**What this task involves**
In the entries below, filter for the word "token" and copy every matching line.
*** Information given
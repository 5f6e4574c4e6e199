//! Dashboard/motion text protocol: command formatting and reply parsing
//!
//! Outgoing commands look like `Name(arg1,arg2,...)`. Replies look like
//! `status,{payload},EchoedName(args);`. Parsing here is purely textual; typed
//! interpretation of a payload (angles, poses, error tables) happens in the caller
//! through the `decode_*` helpers and the unit conversions below.

use crate::{Mg400Error, Result};
use regex::Regex;
use std::f64::consts::PI;
use std::fmt;
use std::sync::OnceLock;

/// Terminator of every dashboard reply.
pub const REPLY_TERMINATOR: char = ';';

pub fn mm_to_m(value: f64) -> f64 {
    value / 1000.0
}

pub fn m_to_mm(value: f64) -> f64 {
    value * 1000.0
}

pub fn deg_to_rad(value: f64) -> f64 {
    value * PI / 180.0
}

pub fn rad_to_deg(value: f64) -> f64 {
    value * 180.0 / PI
}

/// One command argument as it appears on the wire.
#[derive(Debug, Clone, PartialEq)]
pub enum Arg {
    Int(i64),
    /// Rendered with three decimals.
    Float(f64),
    Text(String),
}

impl fmt::Display for Arg {
    fn fmt(&self, f: &mut fmt::Formatter<'_>) -> fmt::Result {
        match self {
            Arg::Int(v) => write!(f, "{}", v),
            Arg::Float(v) => write!(f, "{:.3}", v),
            Arg::Text(v) => write!(f, "{}", v),
        }
    }
}

impl From<i64> for Arg {
    fn from(v: i64) -> Self {
        Arg::Int(v)
    }
}

impl From<i32> for Arg {
    fn from(v: i32) -> Self {
        Arg::Int(v as i64)
    }
}

impl From<u8> for Arg {
    fn from(v: u8) -> Self {
        Arg::Int(v as i64)
    }
}

impl From<u32> for Arg {
    fn from(v: u32) -> Self {
        Arg::Int(v as i64)
    }
}

impl From<f64> for Arg {
    fn from(v: f64) -> Self {
        Arg::Float(v)
    }
}

impl From<&str> for Arg {
    fn from(v: &str) -> Self {
        Arg::Text(v.to_string())
    }
}

impl From<String> for Arg {
    fn from(v: String) -> Self {
        Arg::Text(v)
    }
}

/// Reject NaN and infinite floats before they reach the wire.
pub fn check_args(name: &str, args: &[Arg]) -> Result<()> {
    match args.iter().find(|a| matches!(a, Arg::Float(v) if !v.is_finite())) {
        Some(bad) => Err(Mg400Error::InvalidArgument(format!("{} argument must be finite, got {}", name, bad))),
        None => Ok(()),
    }
}

/// Render `Name(arg1,arg2,...)` with no embedded whitespace.
pub fn format_command(name: &str, args: &[Arg]) -> String {
    let rendered: Vec<String> = args.iter().map(|a| a.to_string()).collect();
    format!("{}({})", name, rendered.join(","))
}

/// A parsed dashboard reply. Not retained beyond the call that requested it.
#[derive(Debug, Clone, PartialEq)]
pub struct Reply {
    pub code: i32,
    /// Raw text between the outer braces.
    pub payload: String,
    /// Echoed command, without the terminating `;`.
    pub echoed: String,
    pub line: String,
}

impl Reply {
    pub fn is_success(&self) -> bool {
        self.code == 0
    }

    /// Name part of the echoed command (`GetAngle` for `GetAngle()`).
    pub fn echoed_name(&self) -> &str {
        self.echoed.split('(').next().unwrap_or("").trim()
    }

    pub fn scalars(&self) -> Result<Vec<f64>> {
        decode_scalars(&self.payload).map_err(|reason| Mg400Error::parse(&self.line, reason))
    }

    pub fn nested_ints(&self) -> Result<Vec<Vec<i64>>> {
        decode_nested(&self.payload).map_err(|reason| Mg400Error::parse(&self.line, reason))
    }

    /// Exactly `n` scalars, or a parse error naming the mismatch.
    pub fn fixed_scalars<const N: usize>(&self) -> Result<[f64; N]> {
        let values = self.scalars()?;
        let count = values.len();
        values
            .try_into()
            .map_err(|_| Mg400Error::parse(&self.line, format!("expected {} values, got {}", N, count)))
    }

    pub fn single_int(&self) -> Result<i64> {
        let [value] = self.fixed_scalars::<1>()?;
        if value.fract() != 0.0 {
            return Err(Mg400Error::parse(&self.line, "expected an integer value"));
        }
        Ok(value as i64)
    }
}

fn reply_pattern() -> &'static Regex {
    static PATTERN: OnceLock<Regex> = OnceLock::new();
    PATTERN.get_or_init(|| {
        Regex::new(r"(?s)^(-?\d+),\{(.*)\},(.*);$").expect("reply pattern is a valid regex")
    })
}

fn nested_payload_pattern() -> &'static Regex {
    static PATTERN: OnceLock<Regex> = OnceLock::new();
    PATTERN.get_or_init(|| {
        Regex::new(r"^\[?\s*\[[^\[\]]*\](\s*,\s*\[[^\[\]]*\])*\s*\]?$").expect("nested pattern is a valid regex")
    })
}

fn inner_list_pattern() -> &'static Regex {
    static PATTERN: OnceLock<Regex> = OnceLock::new();
    PATTERN.get_or_init(|| Regex::new(r"\[([^\[\]]*)\]").expect("list pattern is a valid regex"))
}

/// Parse one reply line of the form `status,{payload},Echoed(args);`.
pub fn parse_reply(line: &str) -> Result<Reply> {
    let trimmed = line.trim_matches(|c: char| c.is_whitespace() || c == '\0');

    let captures = reply_pattern()
        .captures(trimmed)
        .ok_or_else(|| Mg400Error::parse(line, "expected `status,{payload},command;`"))?;

    let code = captures[1]
        .parse::<i32>()
        .map_err(|e| Mg400Error::parse(line, format!("bad status: {}", e)))?;

    Ok(Reply {
        code,
        payload: captures[2].trim().to_string(),
        echoed: captures[3].trim().to_string(),
        line: trimmed.to_string(),
    })
}

/// Flat comma-separated numbers. An empty payload decodes to no values.
pub fn decode_scalars(payload: &str) -> std::result::Result<Vec<f64>, String> {
    let payload = payload.trim();
    if payload.is_empty() {
        return Ok(Vec::new());
    }
    if payload.contains(['[', ']']) {
        return Err("expected a flat list, found nested brackets".to_string());
    }

    payload
        .split(',')
        .map(|token| {
            let token = token.trim();
            token
                .parse::<f64>()
                .map_err(|_| format!("`{}` is not a number", token))
        })
        .collect()
}

/// Bracketed integer lists, e.g. `[[69,72],[1],[],[]]` or `[69,72],[1],[]`.
///
/// Every innermost `[...]` group becomes one entry, in order of appearance. Groups are
/// comma-separated and at most one outer bracket pair may wrap them.
pub fn decode_nested(payload: &str) -> std::result::Result<Vec<Vec<i64>>, String> {
    let payload = payload.trim();
    if payload.is_empty() {
        return Ok(Vec::new());
    }

    if !nested_payload_pattern().is_match(payload) {
        return Err(format!("`{}` is not a list of bracketed groups", payload));
    }
    // The pattern allows each outer bracket on its own; both or neither must be present.
    if payload.matches('[').count() != payload.matches(']').count() {
        return Err(format!("unbalanced brackets in `{}`", payload));
    }

    let mut groups = Vec::new();
    for captures in inner_list_pattern().captures_iter(payload) {
        let group = captures[1]
            .split(',')
            .map(str::trim)
            .filter(|t| !t.is_empty())
            .map(|t| t.parse::<i64>().map_err(|_| format!("`{}` is not an integer", t)))
            .collect::<std::result::Result<Vec<i64>, String>>()?;
        groups.push(group);
    }

    if groups.is_empty() {
        return Err("expected at least one bracketed list".to_string());
    }
    Ok(groups)
}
******
**Problem solution**
        .map(|token| {
            let token = token.trim();
            token
                .map_err(|_| format!("`{}` is not a number", token))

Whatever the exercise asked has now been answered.